Florida No Fault Insurance - What Is No Fault Insurance?


Under Florida No Fault insurance each driver would be completely covered by his own car insurance (up to his policy limit), and drivers can not sue another driver regardless of the severity of the accident, the injuries incurred and even in the case of death.

However, no state uses strict form of no fault insurance. In general, no fault is an auto insurance system in which both drivers must carry insurance for their own protection, and their ability to sue other drivers for damages is regulated by certain limitations. States impose these limitations by determining which cases are permitted to go to litigation.

Under this system, drivers may sue for severe injuries and pain and suffering. Some states MI, NJ, NY, and PA use a verbal threshold system, where the severity of the injury is defined in verbal terms (verbal threshold). Florida No Fault Insurance.

Other states use a monetary threshold, a set dollar amount in medical bills and lost wages that must be met before a motorist may sue for damages. Insurers generally favor laws that provide for a verbal threshold on suits instead of a dollar threshold. Setting dollar targets for medical expenses may encourage the submission of fraudulent claims in an effort to reach the total dollar amount whether the expense it justified or not.

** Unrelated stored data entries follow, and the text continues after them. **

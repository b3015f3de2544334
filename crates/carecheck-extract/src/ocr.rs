//! OCR engine handle backed by `ocrs`.
//!
//! The caller builds one [`OcrEngine`] per run and hands it to the
//! [`Extractor`](crate::Extractor). Model loading is deferred until the first
//! page that actually needs OCR, and happens at most once: the result of the
//! load (success or failure) is kept behind a `OnceLock`.
//!
//! Models are the two `.rten` files published for `ocrs`:
//! `text-detection.rten` and `text-recognition.rten`. Running `ocrs-cli` once
//! downloads them to the user cache directory (`~/.cache/ocrs` on Linux).

use std::path::{Path, PathBuf};
use std::sync::OnceLock;

use carecheck_core::ConfigError;
use image::RgbImage;
use ocrs::{ImageSource, OcrEngineParams};
use rten::Model;

use crate::error::DocumentError;
use crate::recognizer::Recognizer;

const DETECTION_MODEL_FILENAME: &str = "text-detection.rten";
const RECOGNITION_MODEL_FILENAME: &str = "text-recognition.rten";

/// `ocrs` under the platform cache directory. `None` without a home directory.
pub fn default_model_dir() -> Option<PathBuf> {
    directories::BaseDirs::new().map(|dirs| dirs.cache_dir().join("ocrs"))
}

/// Where to find the model files.
#[derive(Debug, Clone, PartialEq, Eq)]
pub struct OcrConfig {
    pub detection_model_path: PathBuf,
    pub recognition_model_path: PathBuf,
}

impl OcrConfig {
    /// Expects `text-detection.rten` and `text-recognition.rten` inside `dir`.
    pub fn from_dir(dir: impl AsRef<Path>) -> Self {
        let dir = dir.as_ref();
        Self {
            detection_model_path: dir.join(DETECTION_MODEL_FILENAME),
            recognition_model_path: dir.join(RECOGNITION_MODEL_FILENAME),
        }
    }

    /// Both model files exist.
    pub fn validate(&self) -> Result<(), ConfigError> {
        for (what, path) in [
            ("OCR detection model", &self.detection_model_path),
            ("OCR recognition model", &self.recognition_model_path),
        ] {
            if !path.is_file() {
                return Err(ConfigError::MissingPath {
                    what,
                    path: path.clone(),
                });
            }
        }
        Ok(())
    }
}

/// Lazily loaded OCR engine.
pub struct OcrEngine {
    config: OcrConfig,
    engine: OnceLock<Result<ocrs::OcrEngine, String>>,
}

impl std::fmt::Debug for OcrEngine {
    fn fmt(&self, f: &mut std::fmt::Formatter<'_>) -> std::fmt::Result {
        f.debug_struct("OcrEngine")
            .field("config", &self.config)
            .field("loaded", &self.is_loaded())
            .finish()
    }
}

impl OcrEngine {
    /// Handle that loads models from `config` on first use.
    pub fn new(config: OcrConfig) -> Self {
        Self {
            config,
            engine: OnceLock::new(),
        }
    }

    /// Whether the models have been loaded successfully.
    pub fn is_loaded(&self) -> bool {
        matches!(self.engine.get(), Some(Ok(_)))
    }

    fn engine(&self) -> Result<&ocrs::OcrEngine, DocumentError> {
        self.engine
            .get_or_init(|| {
                let loaded = load_engine(&self.config);
                match &loaded {
                    Ok(_) => log::info!("OCR engine initialized"),
                    Err(e) => log::error!("OCR engine unavailable: {e}"),
                }
                loaded
            })
            .as_ref()
            .map_err(|e| DocumentError::Ocr(e.clone()))
    }
}

fn load_engine(config: &OcrConfig) -> Result<ocrs::OcrEngine, String> {
    log::info!(
        "Loading OCR models from {}",
        config
            .detection_model_path
            .parent()
            .unwrap_or(Path::new("."))
            .display()
    );
    let detection_model = Model::load_file(&config.detection_model_path).map_err(|e| {
        format!(
            "failed to load detection model {}: {e}",
            config.detection_model_path.display()
        )
    })?;
    let recognition_model = Model::load_file(&config.recognition_model_path).map_err(|e| {
        format!(
            "failed to load recognition model {}: {e}",
            config.recognition_model_path.display()
        )
    })?;

    ocrs::OcrEngine::new(OcrEngineParams {
        detection_model: Some(detection_model),
        recognition_model: Some(recognition_model),
        ..Default::default()
    })
    .map_err(|e| format!("failed to initialize OCR engine: {e}"))
}

impl Recognizer for OcrEngine {
    fn recognize(&self, image: &RgbImage) -> Result<Vec<String>, DocumentError> {
        let engine = self.engine()?;
        let (width, height) = image.dimensions();

        let source = ImageSource::from_bytes(image.as_raw(), (width, height)).map_err(|e| {
            DocumentError::Ocr(format!("bad image source ({width}x{height}): {e}"))
        })?;
        let input = engine
            .prepare_input(source)
            .map_err(|e| DocumentError::Ocr(format!("preprocessing failed: {e}")))?;

        let words = engine
            .detect_words(&input)
            .map_err(|e| DocumentError::Ocr(format!("word detection failed: {e}")))?;
        let lines = engine.find_text_lines(&input, &words);
        let texts = engine
            .recognize_text(&input, &lines)
            .map_err(|e| DocumentError::Ocr(format!("recognition failed: {e}")))?;

        let fragments: Vec<String> = texts
            .iter()
            .flatten()
            .map(|line| line.to_string())
            .filter(|text| !text.trim().is_empty())
            .collect();
        log::debug!(
            "OCR {width}x{height}: {} fragments detected",
            fragments.len()
        );
        Ok(fragments)
    }
}
//! Seam between the extractor and an OCR engine

use image::RgbImage;

use crate::error::DocumentError;

/// Turns a page image into text fragments.
///
/// Implementations must not depend on call history: the extractor calls
/// `recognize` once per rotation and expects the same answer for the same image.
pub trait Recognizer {
    /// Recognized text fragments in reading order.
    fn recognize(&self, image: &RgbImage) -> Result<Vec<String>, DocumentError>;
}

The desire for a new way of handling auto insurance claims rose out of a dissatisfaction with the way in which insurance claims were processed. This dissatisfaction was not only on the part of those purchasing auto insurance, but also on those companies and agencies marketing auto insurance and the state officials regulating it. The issue focused on the often expensive and time consuming process of determining who was at fault in the accident and who was legally and financially responsible.

The delays in determining liability caused legislation to be introduced in many states in the 1970's that allowed victims to recover financial losses such as medical and hospital expenses and lost income from their own insurance companies. This became a forerunner of today's no fault insurance.

The concept of no fault insurance was first widely introduced to the public in the early 1900's. Its two main tenants, stemming waste, inequities, and lengthy delays in the liability system, and providing affordable coverage for medical care and rehabilitation costs had its appeal among the populace. However, the process that was to be put into place to pay for no fault insurance was anything but appealing to the voters.

A pay-at-the pump initiative was introduced as a way to pay for no fault insurance by collecting a fee on gasoline sales. In every state in which the initiative was considered, the plan to tax gas in order to fund no fault was defeated. Legislature in many forms was even introduced at the Congressional level but it never made it to a vote.


The 'no fault' part of an insurance plan is usually called PIP, Personal Injury Protection, or it is sometimes referred to as OBEL, Optional Basic Economic Loss. Different state's PIP's cover different aspects associated with personal injury.

Generally, the coverage is related to medical expenses, loss of wages, and compensation for loss of services incurred because of an auto accident. Funeral costs and death benefits are also usually covered.